Le marché du sucre entrevoit le bout du tunnel
Les cours du sucre brut ont baissé de manière quasi continue en 2013 pour afficher un repli d’environ 16% fin juin par rapport aux cours, déjà peu élevés, de fin 2012. Une production record cette année (+10%) est attendue au Brésil, premier producteur et premier exportateur mondial (part de marché de 70%). Les conditions météorologiques très favorables jusqu’ici et les efforts importants de renouvellement des plants de cannes à sucre dopent les rendements attendus pour cette saison et la suivante.
De plus, l’offre de sucre brut aux Etats-Unis devrait être abondante cette année à la suite de bonnes récoltes et d’un relèvement des plafonds d’importations en provenance du Mexique.
Aussi la situation des producteurs est-elle devenue très délicate. Aux cours actuels de 16-17 cents par livre, seuls les acteurs brésiliens les plus efficients restent rentables. Une petite lueur d’espoir émerge toutefois du marché de l’éthanol, coproduit au Brésil du broyage de la canne aux côtés du sucre brut. Peu attrayant ces dernières années face à l’essence dont le prix fut longtemps plafonné afin d’apaiser une opinion sensible à l’inflation, il bénéficie de nouveau des faveurs du gouvernement brésilien. Celui-ci a lancé de nouvelles incitations fiscales et promu des mélanges incorporant plus d’éthanol, qui est à nouveau redevenu compétitif à la pompe. Or, les unités brésiliennes de broyage de canne peuvent arbitrer – dans une certaine mesure – entre la production de sucre brut et celle d’éthanol. En 2013, la production d’éthanol devrait donc être favorisée (54% de la récolte de canne contre 50% en moyenne), limitant quelque peu celle de sucre brut.

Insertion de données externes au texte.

//! Persistence sink: profiles into the vector store.

use std::collections::HashSet;
use std::sync::Arc;

use chrono::Utc;
use serde_json::Value;
use tracing::{error, info, warn};

use crate::error::Result;
use crate::traits::vector_store::{DocumentBatch, Metadata, VectorStore};
use crate::types::profile::EntityProfile;

/// Value of the `source` metadata field on every mined document.
pub const SOURCE: &str = "entity_miner";

/// Collection holding one user's documents for one novel.
pub fn collection_name(username: &str, novel_name: &str) -> String {
    format!("{}-{}", username, novel_name)
}

/// Document id: `{namespace}-{display_name}`.
pub fn document_id(namespace: &str, profile: &EntityProfile) -> String {
    format!("{}-{}", namespace, profile.display_name())
}

/// Writes profiles to a vector store in one batch.
#[derive(Clone)]
pub struct ProfileSink {
    store: Arc<dyn VectorStore>,
}

impl ProfileSink {
    pub fn new(store: Arc<dyn VectorStore>) -> Self {
        Self { store }
    }

    /// Build the batch for a set of profiles.
    ///
    /// Ids must be unique within a batch: a later profile with an id already
    /// present is dropped.
    pub fn build_batch(
        profiles: &[EntityProfile],
        genre: &str,
        namespace: &str,
    ) -> Result<DocumentBatch> {
        let created_at = Utc::now().to_rfc3339();
        let mut seen = HashSet::new();
        let mut batch = DocumentBatch::new();

        for profile in profiles {
            let id = document_id(namespace, profile);
            if !seen.insert(id.clone()) {
                warn!(id = %id, "Duplicate document id in batch, keeping the first");
                continue;
            }

            let mut metadata = Metadata::new();
            metadata.insert("novel_name".into(), Value::from(namespace));
            metadata.insert("genre".into(), Value::from(genre));
            metadata.insert("source".into(), Value::from(SOURCE));
            metadata.insert("category".into(), Value::from(profile.category().as_str()));
            metadata.insert("created_at".into(), Value::from(created_at.as_str()));

            batch.push(id, profile.to_document()?, metadata);
        }

        Ok(batch)
    }

    /// Save profiles into `collection`. Returns whether the write succeeded.
    ///
    /// An empty profile list makes no store call and counts as success.
    pub async fn save(
        &self,
        collection: &str,
        profiles: &[EntityProfile],
        genre: &str,
        namespace: &str,
    ) -> bool {
        if profiles.is_empty() {
            info!(collection, "No profiles to save");
            return true;
        }

        let batch = match Self::build_batch(profiles, genre, namespace) {
            Ok(batch) => batch,
            Err(e) => {
                error!(collection, error = %e, "Failed to serialize profiles");
                return false;
            }
        };
        let count = batch.len();

        match self.store.add(collection, batch).await {
            Ok(()) => {
                info!(collection, count, "Saved profiles to vector store");
                true
            }
            Err(e) => {
                error!(collection, count, error = %e, "Failed to save profiles to vector store");
                false
            }
        }
    }
}

#[cfg(test)]
mod tests {
    use super::*;
    use crate::stores::MemoryVectorStore;
    use crate::testing::FailingVectorStore;
    use crate::types::profile::{LocationProfile, PersonProfile};

    fn shedinn() -> EntityProfile {
        PersonProfile::named("Shedinn").into()
    }

    fn aass_nag() -> EntityProfile {
        LocationProfile::named("Aass-Nag").into()
    }

    #[test]
    fn test_document_ids() {
        assert_eq!(document_id("novel1", &shedinn()), "novel1-Shedinn");
        assert_eq!(document_id("novel1", &aass_nag()), "novel1-Aass-Nag");
    }

    #[test]
    fn test_collection_name() {
        assert_eq!(collection_name("alice", "dragons"), "alice-dragons");
    }

    #[test]
    fn test_batch_metadata() {
        let batch = ProfileSink::build_batch(&[shedinn()], "High Fantasy", "novel1").unwrap();
        let metadata = &batch.metadatas[0];
        assert_eq!(metadata["novel_name"], "novel1");
        assert_eq!(metadata["genre"], "High Fantasy");
        assert_eq!(metadata["source"], "entity_miner");
        assert!(metadata.contains_key("created_at"));
        assert!(batch.documents[0].contains("\"name\":\"Shedinn\""));
    }

    #[test]
    fn test_duplicate_ids_keep_first() {
        let batch =
            ProfileSink::build_batch(&[shedinn(), aass_nag(), shedinn()], "g", "n").unwrap();
        assert_eq!(batch.ids, vec!["n-Shedinn", "n-Aass-Nag"]);
    }

    #[tokio::test]
    async fn test_save_writes_batch() {
        let store = Arc::new(MemoryVectorStore::new());
        let sink = ProfileSink::new(store.clone());

        assert!(sink.save("alice-novel1", &[shedinn(), aass_nag()], "g", "novel1").await);
        assert_eq!(store.count("alice-novel1"), 2);
        assert_eq!(store.add_calls(), 1);
    }

    #[tokio::test]
    async fn test_empty_save_makes_no_call() {
        let store = Arc::new(MemoryVectorStore::new());
        let sink = ProfileSink::new(store.clone());

        assert!(sink.save("c", &[], "g", "n").await);
        assert_eq!(store.add_calls(), 0);
    }

    #[tokio::test]
    async fn test_store_failure_returns_false() {
        let sink = ProfileSink::new(Arc::new(FailingVectorStore));
        assert!(!sink.save("c", &[shedinn()], "g", "n").await);
    }
}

Parallèlement, les Etats-Unis ont aussi lancé des programmes de soutien à la filière. Enfin, la consommation de sucre blanc, débouché naturel du sucre brut, s’est révélée plus dynamique récemment. Des facteurs conjoncturels comme l’approche du ramadan peuvent expliquer ce regain d’intérêt, mais les prix bas pourraient aussi relancer la consommation sur la durée. Globalement, ces éléments pourraient permettre une relative stabilisation des cours. Cependant, sauf surprise majeure liée par exemple à la météorologie, aux exportations indiennes ou au cours du real brésilien, l’excédent de production devrait rester tel qu’un rebond significatif et durable des cours prendra du temps à se matérialiser.